Project
Functional advantage of the Placenta and Superfetation in Live-bearing Fish
Adaptation requires a phenotypic change due to selection that can be passed on to the offspring. Exploring selective forces and the evolutionary potential of traits, therefore, is fundamental to understand how the diversity of traits evolve and hence address a key challenge in evolutionary biology.
In my MSc project, I studied metabolic adaptations by quantifying the form and strength of selection acting upon body mass and resting metabolic rate and the amount of phenotypic change that is heritable. Specifically, I used individual-based data from a wild population of snow voles (Chionomys nivalis).
Now, in my PhD project, I am focusing on the evolution of complex reproductive adaptations, such as placentation and superfetation. The placenta is a highly complex structure that evolved throughout the animal kingdom and several times within the fish family Poeciliidae.
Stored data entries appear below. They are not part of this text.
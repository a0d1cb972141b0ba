//! Rollup execution: summarize a run of records into one parent and commit
//! it with its lineage and lane flips in a single store transaction.

use std::sync::Arc;
use std::time::Duration;

use sha2::{Digest, Sha256};
use tracing::{debug, info, instrument};

use dolt_core::tokens::estimate_text_tokens;
use dolt_core::{
    DatesCovered, NewRecord, Record, RecordLevel, SessionId, SummaryFrontmatter, SummaryMode,
    SummaryPayload,
};
use dolt_store::{DoltStore, LaneSnapshot, RollupCommit, StoreError};
use dolt_telemetry::events::{BindleEviction, RollupCompleted, SummaryQuality, TelemetryKind};
use dolt_telemetry::{TelemetryBus, TelemetryEvent};

use crate::error::{EngineError, Result};
use crate::summarizer::{SummarizeParams, SummarizeResult, Summarizer, SummarySource};

#[derive(Clone, Debug)]
pub struct RollupRequest {
    pub session_id: SessionId,
    pub session_key: Option<String>,
    /// Children in summary order, normally oldest first.
    pub source_records: Vec<Record>,
    pub target_level: RecordLevel,
    pub mode: SummaryMode,
    /// Active bindle budget enforced after a bindle rollup. `None` skips eviction.
    pub bindle_eviction_target_tokens: Option<u64>,
}

#[derive(Clone, Debug)]
pub struct RollupResult {
    pub parent: Record,
    pub child_pointers: Vec<String>,
    /// Oldest first.
    pub evicted_pointers: Vec<String>,
    pub lanes_before: LaneSnapshot,
    pub lanes_after: LaneSnapshot,
}

/// Runs rollups against one store. Cheap to clone.
#[derive(Clone)]
pub struct RollupExecutor {
    store: DoltStore,
    bus: TelemetryBus,
    summarizer: Arc<dyn Summarizer>,
    summarize_timeout: Option<Duration>,
}

impl RollupExecutor {
    pub fn new(store: DoltStore, bus: TelemetryBus, summarizer: Arc<dyn Summarizer>) -> Self {
        Self {
            store,
            bus,
            summarizer,
            summarize_timeout: None,
        }
    }

    #[must_use]
    pub fn with_summarize_timeout(mut self, timeout: Duration) -> Self {
        self.summarize_timeout = Some(timeout);
        self
    }

    pub fn store(&self) -> &DoltStore {
        &self.store
    }

    pub fn bus(&self) -> &TelemetryBus {
        &self.bus
    }

    #[instrument(skip_all, fields(session_id = %request.session_id, target = %request.target_level, mode = %request.mode))]
    pub async fn execute(&self, request: RollupRequest) -> Result<RollupResult> {
        self.validate(&request)?;

        let sources = &request.source_records;
        let dates = DatesCovered::spanning(sources.iter().map(|r| r.event_ts_ms))
            .ok_or_else(|| EngineError::InvalidRollup("rollup requires source records".into()))?;
        let child_pointers: Vec<String> = sources.iter().map(|r| r.pointer.clone()).collect();
        let finalized_at_reset = request.mode == SummaryMode::ResetShortBindle;

        let params = SummarizeParams {
            mode: request.mode,
            child_pointers: child_pointers.clone(),
            dates_covered: dates,
            sources: sources.iter().map(SummarySource::from_record).collect(),
            finalized_at_reset,
        };
        let summary = self.summarize(&params).await?;

        let payload = SummaryPayload {
            frontmatter: SummaryFrontmatter {
                summary_type: request.mode,
                dates_covered: dates,
                children: child_pointers.clone(),
                finalized_at_reset,
            },
            summary: summary.summary,
            metadata: summary.metadata,
            model_selection: summary.model_selection,
        };
        let token_count = estimate_text_tokens(&payload.render());
        let pointer = match request.mode {
            SummaryMode::ResetShortBindle => {
                reset_bindle_pointer(&request.session_id, dates.end_epoch_ms, &child_pointers)
            }
            SummaryMode::Leaf | SummaryMode::Bindle => rollup_pointer(
                request.target_level,
                &request.session_id,
                dates.end_epoch_ms,
                &child_pointers,
            ),
        };

        let commit = RollupCommit {
            parent: NewRecord {
                pointer,
                session_id: request.session_id.clone(),
                session_key: request.session_key.clone(),
                level: request.target_level,
                event_ts_ms: dates.end_epoch_ms,
                token_count,
                payload: serde_json::to_value(&payload).map_err(StoreError::from)?,
                finalized_at_reset,
            },
            children: request.source_records.clone(),
            bindle_eviction_target_tokens: match request.target_level {
                RecordLevel::Bindle => request.bindle_eviction_target_tokens,
                _ => None,
            },
        };
        let outcome = self.store.commit_rollup(&commit)?;

        self.emit_quality(&request, token_count);
        if let (Some(oldest), Some(newest)) = (outcome.evicted.first(), outcome.evicted.last()) {
            let evicted_count = outcome.evicted.len() as u64;
            self.emit(
                &request,
                TelemetryKind::BindleEviction(BindleEviction {
                    before_active_count: outcome.bindles_before_eviction,
                    after_active_count: outcome.bindles_before_eviction - evicted_count,
                    evicted_count,
                    evicted_token_total: outcome.evicted.iter().map(|r| r.token_count).sum(),
                    eviction_target_tokens: commit.bindle_eviction_target_tokens.unwrap_or_default(),
                    oldest_evicted_pointer: oldest.pointer.clone(),
                    newest_evicted_pointer: newest.pointer.clone(),
                }),
            );
        }
        self.emit(
            &request,
            TelemetryKind::RollupCompleted(RollupCompleted {
                target_level: request.target_level,
                summary_mode: request.mode,
                parent_pointer: outcome.parent.pointer.clone(),
                child_pointer_count: child_pointers.len() as u64,
                bindle_eviction_count: outcome.evicted.len() as u64,
                lane_active_record_counts_before: outcome.lanes_before.active_counts,
                lane_active_record_counts_after: outcome.lanes_after.active_counts,
            }),
        );

        info!(
            parent = %outcome.parent.pointer,
            children = child_pointers.len(),
            evicted = outcome.evicted.len(),
            token_count,
            "rollup completed"
        );

        Ok(RollupResult {
            evicted_pointers: outcome.evicted.iter().map(|r| r.pointer.clone()).collect(),
            parent: outcome.parent,
            child_pointers,
            lanes_before: outcome.lanes_before,
            lanes_after: outcome.lanes_after,
        })
    }

    fn validate(&self, request: &RollupRequest) -> Result<()> {
        if request.source_records.is_empty() {
            return Err(EngineError::InvalidRollup("rollup requires source records".into()));
        }
        if !request.target_level.is_summary() {
            return Err(EngineError::InvalidRollup(format!(
                "target level must be leaf or bindle, got {}",
                request.target_level
            )));
        }
        if request.mode.target_level() != request.target_level {
            return Err(EngineError::InvalidRollup(format!(
                "{} mode cannot produce a {} record",
                request.mode, request.target_level
            )));
        }

        for source in &request.source_records {
            if source.session_id != request.session_id {
                return Err(EngineError::InvalidRollup(format!(
                    "source {} belongs to session {}",
                    source.pointer, source.session_id
                )));
            }
            let allowed = match request.mode {
                SummaryMode::ResetShortBindle => source.level < RecordLevel::Bindle,
                SummaryMode::Leaf | SummaryMode::Bindle => {
                    request.target_level.source_level() == Some(source.level)
                }
            };
            if !allowed {
                return Err(EngineError::InvalidRollup(format!(
                    "source {} ({}) cannot roll up into {} via {}",
                    source.pointer, source.level, request.target_level, request.mode
                )));
            }
            if !self
                .store
                .is_active(&request.session_id, source.level, &source.pointer)?
            {
                return Err(EngineError::InvalidRollup(format!(
                    "source {} is not active",
                    source.pointer
                )));
            }
        }
        Ok(())
    }

    async fn summarize(&self, params: &SummarizeParams) -> Result<SummarizeResult> {
        let call = self.summarizer.summarize(params);
        let result = match self.summarize_timeout {
            Some(timeout) => tokio::time::timeout(timeout, call)
                .await
                .map_err(|_| EngineError::SummarizeTimeout(timeout))?,
            None => call.await,
        };
        match result {
            Ok(summary) => Ok(summary),
            Err(e) => {
                debug!(mode = %params.mode, error = %e, "summarizer failed; nothing committed");
                Err(e.into())
            }
        }
    }

    fn emit_quality(&self, request: &RollupRequest, summary_token_count: u64) {
        let sources = &request.source_records;
        let count_at = |level| sources.iter().filter(|r| r.level == level).count() as u64;
        let quality = SummaryQuality {
            summary_mode: request.mode,
            target_level: request.target_level,
            source_record_count: sources.len() as u64,
            source_turn_count: count_at(RecordLevel::Turn),
            source_leaf_count: count_at(RecordLevel::Leaf),
            source_token_total: sources.iter().map(|r| r.token_count).sum(),
            source_token_min: sources.iter().map(|r| r.token_count).min().unwrap_or(0),
            source_token_max: sources.iter().map(|r| r.token_count).max().unwrap_or(0),
            summary_token_count,
            reset_forced_summary_count: u64::from(request.mode == SummaryMode::ResetShortBindle),
        };
        let kind = match request.mode {
            SummaryMode::ResetShortBindle => TelemetryKind::ResetSummaryQuality(quality),
            SummaryMode::Leaf | SummaryMode::Bindle => TelemetryKind::RollupSummaryQuality(quality),
        };
        self.emit(request, kind);
    }

    fn emit(&self, request: &RollupRequest, kind: TelemetryKind) {
        self.bus.emit(TelemetryEvent::new(
            &request.session_id,
            request.session_key.as_deref(),
            kind,
        ));
    }
}

fn digest12(parts: &[&str]) -> String {
    let digest = Sha256::digest(parts.join("|").as_bytes());
    let mut hex = format!("{digest:x}");
    hex.truncate(12);
    hex
}

/// `{level}:{session}:{end_ts}:{digest}`, salted so two rollups over the
/// same children never collide.
fn rollup_pointer(
    level: RecordLevel,
    session_id: &SessionId,
    end_ts_ms: i64,
    child_pointers: &[String],
) -> String {
    let salt = uuid::Uuid::now_v7().to_string();
    let end = end_ts_ms.to_string();
    let mut parts: Vec<&str> = vec![session_id.as_str(), end.as_str()];
    parts.extend(child_pointers.iter().map(String::as_str));
    parts.push(salt.as_str());
    format!("{level}:{session_id}:{end_ts_ms}:{}", digest12(&parts))
}

/// Deterministic pointer for the one reset short bindle over `child_pointers`.
fn reset_bindle_pointer(session_id: &SessionId, end_ts_ms: i64, child_pointers: &[String]) -> String {
    let end = end_ts_ms.to_string();
    let mut parts: Vec<&str> = vec![session_id.as_str(), end.as_str()];
    parts.extend(child_pointers.iter().map(String::as_str));
    format!("bindle:{session_id}:reset:{end_ts_ms}:{}", digest12(&parts))
}
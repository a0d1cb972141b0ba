//! Chooses which of the oldest active turns to roll into a leaf while
//! keeping a fresh tail of recent turns verbatim.

use dolt_core::{LanePolicy, Record, SessionId};
use dolt_telemetry::events::{TelemetryKind, TurnChunkSelection as TurnChunkSelectionEvent};
use dolt_telemetry::{TelemetryBus, TelemetryEvent};

#[derive(Clone, Copy, Debug, PartialEq, Eq)]
pub struct TurnChunkParams {
    pub lane_token_count: u64,
    pub policy: LanePolicy,
    pub fresh_tail_min_turns: usize,
    pub fresh_tail_token_limit: u64,
    pub min_chunk_turns: usize,
}

impl TurnChunkParams {
    /// Reset finalization ignores the fresh tail and only enforces a chunk
    /// floor. Chunks are cut by [`select_reset_chunk`].
    pub fn for_reset(lane_token_count: u64, policy: LanePolicy, min_chunk_turns: usize) -> Self {
        Self {
            lane_token_count,
            policy,
            fresh_tail_min_turns: 0,
            fresh_tail_token_limit: u64::MAX,
            min_chunk_turns,
        }
    }
}

#[derive(Clone, Debug, PartialEq)]
pub struct TurnChunkSelection {
    /// Oldest first.
    pub selected: Vec<Record>,
    pub selected_token_count: u64,
    pub fresh_tail_preserved_count: usize,
    pub fresh_tail_token_count: u64,
    pub projected_lane_tokens: u64,
}

impl TurnChunkSelection {
    pub fn is_empty(&self) -> bool {
        self.selected.is_empty()
    }
}

/// Select the smallest prefix of `turns` (oldest first) after which the
/// remaining tail fits `fresh_tail_token_limit` and the projected lane is at
/// or under `policy.target`. Never eats into the last `fresh_tail_min_turns`
/// turns; a prefix shorter than `min_chunk_turns` selects nothing.
pub fn select_turn_chunk(turns: &[Record], params: &TurnChunkParams) -> TurnChunkSelection {
    let total: u64 = turns.iter().map(|t| t.token_count).sum();
    let max_prefix = turns.len().saturating_sub(params.fresh_tail_min_turns);

    let mut taken = 0usize;
    let mut selected_tokens = 0u64;
    while taken < max_prefix {
        let tail_fits = total - selected_tokens <= params.fresh_tail_token_limit;
        let lane_fits = params.lane_token_count.saturating_sub(selected_tokens) <= params.policy.target;
        if taken >= params.min_chunk_turns && tail_fits && lane_fits {
            break;
        }
        selected_tokens += turns[taken].token_count;
        taken += 1;
    }

    if taken < params.min_chunk_turns {
        taken = 0;
        selected_tokens = 0;
    }

    TurnChunkSelection {
        selected: turns[..taken].to_vec(),
        selected_token_count: selected_tokens,
        fresh_tail_preserved_count: turns.len() - taken,
        fresh_tail_token_count: total - selected_tokens,
        projected_lane_tokens: params.lane_token_count.saturating_sub(selected_tokens),
    }
}

/// Reset chunking: the oldest records whose tokens fit `chunk_token_cap`,
/// never fewer than `min_chunk`. Empty when fewer than `min_chunk` remain.
///
/// Unlike [`select_turn_chunk`] this ignores where the lane sits relative to
/// its target, so every pass removes at least `min_chunk` records and up to a
/// cap's worth of tokens.
pub fn select_reset_chunk(records: &[Record], chunk_token_cap: u64, min_chunk: usize) -> TurnChunkSelection {
    let min_chunk = min_chunk.max(1);
    let total: u64 = records.iter().map(|r| r.token_count).sum();

    let mut taken = 0usize;
    let mut selected_tokens = 0u64;
    if records.len() >= min_chunk {
        for record in records {
            let next = selected_tokens.saturating_add(record.token_count);
            if taken >= min_chunk && next > chunk_token_cap {
                break;
            }
            selected_tokens = next;
            taken += 1;
        }
    }

    TurnChunkSelection {
        selected: records[..taken].to_vec(),
        selected_token_count: selected_tokens,
        fresh_tail_preserved_count: records.len() - taken,
        fresh_tail_token_count: total - selected_tokens,
        projected_lane_tokens: total - selected_tokens,
    }
}

/// Publish `dolt_turn_chunk_selection`, including empty selections.
pub fn emit_turn_chunk_selection(
    bus: &TelemetryBus,
    session_id: &SessionId,
    session_key: Option<&str>,
    turn_count: usize,
    params: &TurnChunkParams,
    selection: &TurnChunkSelection,
) {
    bus.emit(TelemetryEvent::new(
        session_id,
        session_key,
        TelemetryKind::TurnChunkSelection(TurnChunkSelectionEvent {
            turn_count: turn_count as u64,
            selected_count: selection.selected.len() as u64,
            fresh_tail_preserved_count: selection.fresh_tail_preserved_count as u64,
            selected_token_count: selection.selected_token_count,
            fresh_tail_token_count: selection.fresh_tail_token_count,
            lane_token_count: params.lane_token_count,
            projected_lane_token_count: selection.projected_lane_tokens,
            fresh_tail_min_turns: params.fresh_tail_min_turns as u64,
            fresh_tail_token_limit: params.fresh_tail_token_limit,
            min_chunk_turns: params.min_chunk_turns as u64,
            first_selected_pointer: selection.selected.first().map(|r| r.pointer.clone()),
            last_selected_pointer: selection.selected.last().map(|r| r.pointer.clone()),
        }),
    ));
}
Although this is indicative of a selective advantage of placentation, the causes and consequences of placental evolution remain poorly understood.
My goal is to (i) understand how locally reigning environmental conditions affects variation in placentation, superfetation and other life-history traits among natural populations of the live-bearing fish species Poeciliopsis retropinna in Costa Rica, (ii) quantify the relative importance of genes and environment in shaping this variation, (iii) to examine its consequences for body morphology, physiology, and locomotor performance during gestation, and (iv) test whether it is target of selection.
By studying the causes and consequences of variation in placentation and superfetation, my project is expected to provide an adaptive explanation for why and a mechanistic explanation for how the placenta evolved.